I came to this country in January of 2005 to visit my father; a week latter at a party with friends of the family I met my husband; he was a very shy, but very sweet person and we became inseparable and started dating.
Although I was here only to visit, he soon started asking me to stay and asked me to marry him. I was surprised but I said yes and I was the happiest woman alive! It is after all every girl’s dream.
We didn’t have much going for us as I soon was to discover; he didn’t have a job and suffered from social anxiety disorder, but I believed in his promises about change and about being willing to do everything necessary to build a better life for us; and so we began preparing for the wedding. It was a simple ceremony in April, but beautiful and full of meaning, our family’s where present, my mother flew in from Portugal and so family and friends came together to celebrate our union. He didn’t have any money, so my family and I pulled together and we paid for the wedding. I wasn’t thrilled with the situation but I thought it would all soon fall into place and love would conquer all.
Soon after the wedding I began to realize that it wasn’t going to be easy at all to live with him. The day after our wedding he took of and left me at my family’s house and went to a friend’s house without me.
I had to take care of all contacts to find us an apartment and take care of bills, etc. because of his illness; he would not go into public places “because there where to many people there” and so I had the burden of taking care of all daily situations and all related immigration process that was necessary.
We rented a small apartment and started our lives together.
It was a long process, with him in and out of jobs, going to court for DUI and loosing his license, and me waiting for a work permit to be able to start working. Meanwhile I had to count on the support of my father and my family to keep us at float.

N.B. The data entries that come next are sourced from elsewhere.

// src/repositories/redirect.rs - Data access
use async_trait::async_trait;
use log::debug;
use sqlx::SqlitePool;

#[cfg(test)]
use mockall::automock;

use crate::db::Database;
use crate::errors::RepositoryError;
use crate::models::RedirectEntry;

type Result<T> = std::result::Result<T, RepositoryError>;

#[cfg_attr(test, automock)]
#[async_trait]
pub trait RedirectStore: Send + Sync {
    /// Looks up the target stored under a short key
    ///
    /// ### Arguments
    /// * `key` - The short key, already normalized
    ///
    /// ### Returns
    /// * `Result<Option<String>>` - The stored target, or `None` if the key is unknown
    ///
    /// ### Errors
    /// * `RepositoryError::Database` - If the store cannot be read
    /// * `RepositoryError::InvalidData` - If the stored row cannot be decoded
    async fn get(&self, key: &str) -> Result<Option<String>>;

    /// Stores `target` under `key`
    ///
    /// Callers are expected to check for an existing mapping first. Two writers
    /// racing on the same fresh key are not serialized; the later write wins.
    ///
    /// ### Errors
    /// * `RepositoryError::Database` - If the write fails
    async fn put(&self, key: &str, target: &str) -> Result<()>;
}

// Implementation using the embedded database
pub struct RedirectRepository {
    pool: SqlitePool,
}

impl RedirectRepository {
    pub fn new(db: Database) -> Self {
        Self {
            pool: db.get_pool().clone(),
        }
    }
}

#[async_trait]
impl RedirectStore for RedirectRepository {
    async fn get(&self, key: &str) -> Result<Option<String>> {
        let record = sqlx::query_as::<_, RedirectEntry>(
            "SELECT key, target FROM redirects WHERE key = ?",
        )
        .bind(key)
        .fetch_optional(&self.pool)
        .await
        .map_err(|e| {
            log::error!("Failed to read redirect '{}': {}", key, e);
            RepositoryError::from(e)
        })?;

        Ok(record.map(|entry| entry.target))
    }

    async fn put(&self, key: &str, target: &str) -> Result<()> {
        sqlx::query(
            r#"
                INSERT INTO redirects (key, target)
                VALUES (?, ?)
                ON CONFLICT(key) DO UPDATE SET target = excluded.target
            "#,
        )
        .bind(key)
        .bind(target)
        .execute(&self.pool)
        .await
        .map_err(|e| {
            log::error!("Failed to store redirect '{}': {}", key, e);
            RepositoryError::from(e)
        })?;

        debug!("Stored redirect '{}' -> '{}'", key, target);
        Ok(())
    }
}

#[cfg(test)]
mod tests {
    use crate::config::DatabaseConfig;

    use super::*;

    #[tokio::test]
    async fn test_get_unknown_key_is_none() {
        let repo = RedirectRepository::new(Database::in_memory().await.unwrap());
        assert_eq!(repo.get("nothing-here").await.unwrap(), None);
    }

    #[tokio::test]
    async fn test_put_then_get() {
        let repo = RedirectRepository::new(Database::in_memory().await.unwrap());
        repo.put("docs", "https://docs.rs").await.unwrap();

        assert_eq!(
            repo.get("docs").await.unwrap().as_deref(),
            Some("https://docs.rs")
        );
        // Keys are matched exactly
        assert_eq!(repo.get("Docs").await.unwrap(), None);
    }

    #[tokio::test]
    async fn test_only_key_and_target_are_stored() {
        let db = Database::in_memory().await.unwrap();
        let columns: Vec<(String,)> =
            sqlx::query_as("SELECT name FROM pragma_table_info('redirects') ORDER BY cid")
                .fetch_all(db.get_pool())
                .await
                .unwrap();

        let columns: Vec<&str> = columns.iter().map(|(name,)| name.as_str()).collect();
        assert_eq!(columns, ["key", "target"]);
    }

    #[tokio::test]
    async fn test_redirects_survive_reopen() {
        let dir = tempfile::tempdir().unwrap();
        let config = DatabaseConfig {
            url: format!("sqlite://{}", dir.path().join("sessions.db").display()),
            max_connections: 2,
            use_migrations: true,
            connect_timeout_seconds: 5,
            create_database_if_missing: true,
        };

        let db = Database::connect(&config).await.unwrap();
        RedirectRepository::new(db.clone())
            .put("keep", "http://example.com")
            .await
            .unwrap();
        db.shutdown().await;

        let reopened = RedirectRepository::new(Database::connect(&config).await.unwrap());
        assert_eq!(
            reopened.get("keep").await.unwrap().as_deref(),
            Some("http://example.com")
        );
    }

    #[tokio::test]
    async fn test_read_after_close_is_an_error() {
        let db = Database::in_memory().await.unwrap();
        let repo = RedirectRepository::new(db.clone());
        db.shutdown().await;

        assert!(matches!(
            repo.get("docs").await,
            Err(RepositoryError::Database(_))
        ));
    }
}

We would have altercations every time he had to go to a job interview or some place public or when we needed to discuss something important that needed to be taken care of because he would get very agitated and verbally abusive and would end up hurting my feelings and leaving. All his money would be spent on liquor and cigarettes and financially I could never depend on him. I wanted us to have a joint bank account but when we went to the local bank to open one, they informed us that it wasn’t possible for him to open an account because he had an outstanding negative balance on a previous account from over one year ago (prior to our marriage) because of a bounced check, that he had never taken care of. I was mortified and embarrassed by this situation and from there on handled all financial matters myself, in fear of discovering any other problems from his past; life was already difficult enough.
But I was determined to be supportive and to help him turn his life around, so we could have our life from there on. And with a lot of patience I kept trying to build a better life for us. I tried to convince him to go get help for his problems but he would again get very angry with me and verbally abusive and never got the evaluation or help he needed. And unfortunately, his behavior never changed, and after 13 long moths of marriage I left him. Sad, brokenhearted, exhausted and with no choice but to try a life on my own.
I had sold all that I owned in Portugal to be able to support us here, so going back was not an option, because honestly I didn’t even have money for the plane ticket.
Once again I relied on my family and moved to New Hampshire closer to a city, to have more opportunities of work.
And I have lived and worked in NH ever since.
I worked as a waitress for most of the time and then I got a part time job as a Portuguese interpreter with a local agency.
A few months ago I got into a car accident, someone hit my car from behind, I was not at fault but I injured my back and I am currently undergoing treatment.
I had to leave my job as a server because of it and today I am only working as an interpreter and translator.
I work on District and Superior Courts, Jails, Public Defenders Offices, Police Departments, Hospitals, Clinics and private businesses.
I have managed to build a good name for myself and the agency I represent and love being involved in helping my community. I am also in training for legal and medical interpretation to improve my skills and my performance as a professional.
I have translated a Domestic Violence brochure for a local Police Department donating half of the total cost of it.
I pay my taxes and have never asked for help from the government to pay any of my expenses.
I never had any problems with the law, in any area.
I am filling for divorce from my husband now; I have not done it sooner because I didn’t have money. Money has always been tight for me, living alone and having to pay for every expense on my own.
In one month I have to apply to remove the conditions on my green card and I want this affidavit to be part of my application so I can explain my story and what happened and why my marriage ended. Also to explain why I deserve to stay in this country, because I am a hard working and law respecting person and I am involved in the community and I pay all my taxes. And I like my life here and I have worked so hard to get to where I am at right now, I would love to be able to stay and follow all the possibilities my future holds.
And believe me, I tried, but a marriage cannot work when only one side is interested in making it succeed and the other wants to continue as a single person and is ill and refuses to get help and treatment. I have heard that my husband has been arrested again for DUI since we separated.